"[A] readable portrayal of both the acute losses and the cultural survival of the Arapaho people." - Watonga Republican
"Virginia Sutter uses an interesting technique to write the history of her people, the Northern Arapaho Indian Nation. She constructs her work as a series of conversations between herself and her paternal great-grandmother. . . . [T]hrough this device, the history of the Arapaho people is traced from the early nineteenth-century years, when the buffalo ran aplenty and the prairies were boundless, through present-day living conditions in American Indian tribal reservations." - Moira Richards, www.WomenWriters.net
"Emblematic of the struggle of so many Native Americans of the twentieth century, who seek to reconcile modernity with tradition, and who struggle to recast, reframe, and restore what is Native, even as the majority culture has done its best to uproot, separate, and tell Natives that they can be either modern or Native, but certainly not both."
- Brian Hosmer, Studies in American Indian Literatures (SAIL)

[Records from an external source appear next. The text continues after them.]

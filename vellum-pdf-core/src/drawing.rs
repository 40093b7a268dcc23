//! Text drawing against a page
//!
//! A [`DrawingContext`] is bound to exactly one page. Each `draw_text` call
//! resolves its anchor to an absolute baseline position, registers the font
//! on the page, and appends instructions to the page's content log.

use crate::error::{Error, Result};
use crate::geometry::{Point, Rect};
use crate::graphics::Color;
use crate::page::Page;
use crate::text::{FontSpec, TextMeasurer};

/// Horizontal placement of text within a rectangle anchor.
#[derive(Debug, Clone, Copy, PartialEq, Eq)]
pub enum HorizontalAlign {
    Left,
    Center,
    Right,
}

/// Vertical placement of text within a rectangle anchor.
#[derive(Debug, Clone, Copy, PartialEq, Eq)]
pub enum VerticalAlign {
    Top,
    Middle,
    Bottom,
}

/// One of the nine alignment combinations for rectangle-anchored text.
#[derive(Debug, Clone, Copy, PartialEq, Eq)]
pub struct TextLayout {
    pub horizontal: HorizontalAlign,
    pub vertical: VerticalAlign,
}

impl TextLayout {
    pub const TOP_LEFT: TextLayout = TextLayout::new(HorizontalAlign::Left, VerticalAlign::Top);
    pub const TOP_CENTER: TextLayout = TextLayout::new(HorizontalAlign::Center, VerticalAlign::Top);
    pub const TOP_RIGHT: TextLayout = TextLayout::new(HorizontalAlign::Right, VerticalAlign::Top);
    pub const CENTER_LEFT: TextLayout =
        TextLayout::new(HorizontalAlign::Left, VerticalAlign::Middle);
    pub const CENTER: TextLayout = TextLayout::new(HorizontalAlign::Center, VerticalAlign::Middle);
    pub const CENTER_RIGHT: TextLayout =
        TextLayout::new(HorizontalAlign::Right, VerticalAlign::Middle);
    pub const BOTTOM_LEFT: TextLayout =
        TextLayout::new(HorizontalAlign::Left, VerticalAlign::Bottom);
    pub const BOTTOM_CENTER: TextLayout =
        TextLayout::new(HorizontalAlign::Center, VerticalAlign::Bottom);
    pub const BOTTOM_RIGHT: TextLayout =
        TextLayout::new(HorizontalAlign::Right, VerticalAlign::Bottom);

    pub const fn new(horizontal: HorizontalAlign, vertical: VerticalAlign) -> Self {
        Self {
            horizontal,
            vertical,
        }
    }
}

impl Default for TextLayout {
    fn default() -> Self {
        TextLayout::TOP_LEFT
    }
}

/// Where a run of text is placed on the page.
#[derive(Debug, Clone, Copy, PartialEq)]
pub enum TextAnchor {
    /// Baseline starts at the point, left-aligned.
    Point(Point),
    /// Text is placed inside the rectangle per the layout; requires a
    /// configured text measurer.
    Rect(Rect, TextLayout),
}

impl TextAnchor {
    pub fn point(x: f64, y: f64) -> Self {
        TextAnchor::Point(Point::new(x, y))
    }

    pub fn rect(rect: Rect, layout: TextLayout) -> Self {
        TextAnchor::Rect(rect, layout)
    }
}

/// Drawing surface bound to one page.
pub struct DrawingContext<'a> {
    page: &'a mut Page,
    measurer: Option<&'a dyn TextMeasurer>,
}

impl<'a> DrawingContext<'a> {
    /// Bind a context to a page without a text measurer.
    ///
    /// Point-anchored draws work; rectangle-anchored draws fail with
    /// [`Error::LayoutUnavailable`].
    pub fn new(page: &'a mut Page) -> Self {
        Self {
            page,
            measurer: None,
        }
    }

    /// Bind a context with a text-measurement capability.
    pub fn with_measurer(page: &'a mut Page, measurer: &'a dyn TextMeasurer) -> Self {
        Self {
            page,
            measurer: Some(measurer),
        }
    }

    /// Draw a run of text.
    ///
    /// Appends exactly one `DrawText` instruction to the page, preceded by
    /// at most one `SetFont` and one `SetFillColor` when either changed.
    ///
    /// # Errors
    ///
    /// [`Error::LayoutUnavailable`] for a rectangle anchor with no measurer
    /// configured. The page is left untouched: no instruction is appended
    /// and no font is registered.
    pub fn draw_text(
        &mut self,
        text: &str,
        font: &FontSpec,
        brush: Color,
        anchor: TextAnchor,
    ) -> Result<()> {
        let position = self.resolve_anchor(text, font, anchor)?;
        let font_id = self.page.register_font(font);
        self.page
            .content_mut()
            .push_draw_text(font_id, font.size, brush, text.to_string(), position);
        Ok(())
    }

    /// Resolve an anchor to an absolute baseline position.
    ///
    /// For a rectangle anchor the measured text box is pinned inside the
    /// rectangle per the layout and the baseline is the bottom edge of the
    /// placed box.
    fn resolve_anchor(&self, text: &str, font: &FontSpec, anchor: TextAnchor) -> Result<Point> {
        match anchor {
            TextAnchor::Point(point) => Ok(point),
            TextAnchor::Rect(rect, layout) => {
                let measurer = self.measurer.ok_or(Error::LayoutUnavailable)?;
                let size = measurer.measure(text, font);

                let x = match layout.horizontal {
                    HorizontalAlign::Left => rect.lower_left.x,
                    HorizontalAlign::Center => {
                        rect.lower_left.x + (rect.width() - size.width) / 2.0
                    }
                    HorizontalAlign::Right => rect.upper_right.x - size.width,
                };
                let y = match layout.vertical {
                    VerticalAlign::Top => rect.upper_right.y - size.height,
                    VerticalAlign::Middle => {
                        rect.lower_left.y + (rect.height() - size.height) / 2.0
                    }
                    VerticalAlign::Bottom => rect.lower_left.y,
                };

                Ok(Point::new(x, y))
            }
        }
    }
}

#[cfg(test)]
mod tests {
    use super::*;
    use crate::content::Instruction;
    use crate::geometry::Orientation;
    use crate::page_size::PageSize;
    use crate::text::{StandardFontMetrics, TextSize};

    fn test_page() -> Page {
        Page::new(PageSize::Letter, Orientation::Portrait)
    }

    /// Measurer with fixed output, so alignment math is easy to check.
    struct FixedMeasurer(TextSize);

    impl TextMeasurer for FixedMeasurer {
        fn measure(&self, _text: &str, _font: &FontSpec) -> TextSize {
            self.0
        }
    }

    #[test]
    fn test_point_anchor_carries_point_verbatim() {
        let mut page = test_page();
        let mut ctx = DrawingContext::new(&mut page);
        ctx.draw_text(
            "Testy Test Test",
            &FontSpec::new("Arial", 12.0),
            Color::black(),
            TextAnchor::point(12.0, 12.0),
        )
        .unwrap();

        let inst = page.content().unwrap().instructions().last().unwrap();
        match inst {
            Instruction::DrawText { position, .. } => {
                assert_eq!(*position, Point::new(12.0, 12.0));
            }
            other => panic!("expected DrawText, got {other:?}"),
        }
    }

    #[test]
    fn test_rect_anchor_without_measurer_fails_cleanly() {
        let mut page = test_page();
        let mut ctx = DrawingContext::new(&mut page);
        let result = ctx.draw_text(
            "centered",
            &FontSpec::new("Times", 25.0),
            Color::dark_red(),
            TextAnchor::rect(
                Rect::from_position_and_size(0.0, 0.0, 396.0, 612.0),
                TextLayout::CENTER,
            ),
        );

        assert!(matches!(result, Err(Error::LayoutUnavailable)));
        // Page untouched: no partial instruction, no font registered
        assert!(page.content().is_none());
        assert!(page.fonts().is_empty());
    }

    #[test]
    fn test_rect_anchor_center() {
        let mut page = test_page();
        let measurer = FixedMeasurer(TextSize {
            width: 100.0,
            height: 20.0,
        });
        let mut ctx = DrawingContext::with_measurer(&mut page, &measurer);
        ctx.draw_text(
            "x",
            &FontSpec::new("Helvetica", 20.0),
            Color::black(),
            TextAnchor::rect(
                Rect::from_position_and_size(0.0, 0.0, 400.0, 200.0),
                TextLayout::CENTER,
            ),
        )
        .unwrap();

        let inst = page.content().unwrap().instructions().last().unwrap();
        match inst {
            Instruction::DrawText { position, .. } => {
                assert_eq!(*position, Point::new(150.0, 90.0));
            }
            other => panic!("expected DrawText, got {other:?}"),
        }
    }

    #[test]
    fn test_rect_anchor_corners() {
        let rect = Rect::from_position_and_size(10.0, 10.0, 400.0, 200.0);
        let measurer = FixedMeasurer(TextSize {
            width: 100.0,
            height: 20.0,
        });
        let cases = [
            (TextLayout::TOP_LEFT, Point::new(10.0, 190.0)),
            (TextLayout::TOP_RIGHT, Point::new(310.0, 190.0)),
            (TextLayout::BOTTOM_LEFT, Point::new(10.0, 10.0)),
            (TextLayout::BOTTOM_RIGHT, Point::new(310.0, 10.0)),
        ];

        for (layout, expected) in cases {
            let mut page = test_page();
            let mut ctx = DrawingContext::with_measurer(&mut page, &measurer);
            ctx.draw_text(
                "x",
                &FontSpec::new("Helvetica", 20.0),
                Color::black(),
                TextAnchor::rect(rect, layout),
            )
            .unwrap();

            let inst = page.content().unwrap().instructions().last().unwrap();
            match inst {
                Instruction::DrawText { position, .. } => {
                    assert_eq!(*position, expected, "layout {layout:?}");
                }
                other => panic!("expected DrawText, got {other:?}"),
            }
        }
    }

    #[test]
    fn test_same_font_twice_registers_once() {
        let mut page = test_page();
        let mut ctx = DrawingContext::new(&mut page);
        let font = FontSpec::new("Helvetica", 12.0);
        ctx.draw_text("a", &font, Color::black(), TextAnchor::point(0.0, 0.0))
            .unwrap();
        ctx.draw_text("b", &font, Color::black(), TextAnchor::point(0.0, 20.0))
            .unwrap();

        assert_eq!(page.fonts().len(), 1);
        // Second draw appended only the DrawText
        assert_eq!(page.content().unwrap().instructions().len(), 4);
    }

    #[test]
    fn test_standard_metrics_integration() {
        let mut page = test_page();
        let metrics = StandardFontMetrics::new();
        let mut ctx = DrawingContext::with_measurer(&mut page, &metrics);
        let result = ctx.draw_text(
            "Statement",
            &FontSpec::new("Times", 25.0),
            Color::dark_red(),
            TextAnchor::rect(
                Rect::from_position_and_size(0.0, 0.0, 396.0, 612.0),
                TextLayout::CENTER,
            ),
        );

        assert!(result.is_ok());
        let inst = page.content().unwrap().instructions().last().unwrap();
        match inst {
            Instruction::DrawText { position, .. } => {
                // Centered inside the page, so strictly inside its bounds
                assert!(position.x > 0.0 && position.x < 396.0);
                assert!(position.y > 0.0 && position.y < 612.0);
            }
            other => panic!("expected DrawText, got {other:?}"),
        }
    }
}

Tell Me, Grandmother is at once the biography of Goes-in-Lodge, a traditional Arapaho woman of the nineteenth century, and the autobiography of her descendant, Virginia Sutter, a modern Arapaho woman with a Ph.D. in public administration. Sutter adeptly weaves her own story with that of Goes-in-Lodge - who, in addition to being Sutter's great-grandmother, was first wife of Sharpnose, the last chief of the Northern Arapaho nation.
Writing in a question-and-answer format between twentieth-century granddaughter and matriarchal ancestor, Sutter discusses four generations of home life, including details about child rearing, education, courtship, marriage, birthing, and burial. Sutter's portrait of Goes-in-Lodge is based on tribal history and interviews with tribal members. Goes-in-Lodge speaks of social and ceremonial gatherings, the Sun Dance, the sweat lodges, and the changes that took place on the Great Plains throughout her lifetime. Sutter details her own life as a child born in a teepee to a white mother and Indian father and the discrimination and injustice she faced struggling to make her way in an increasingly Euro-American world.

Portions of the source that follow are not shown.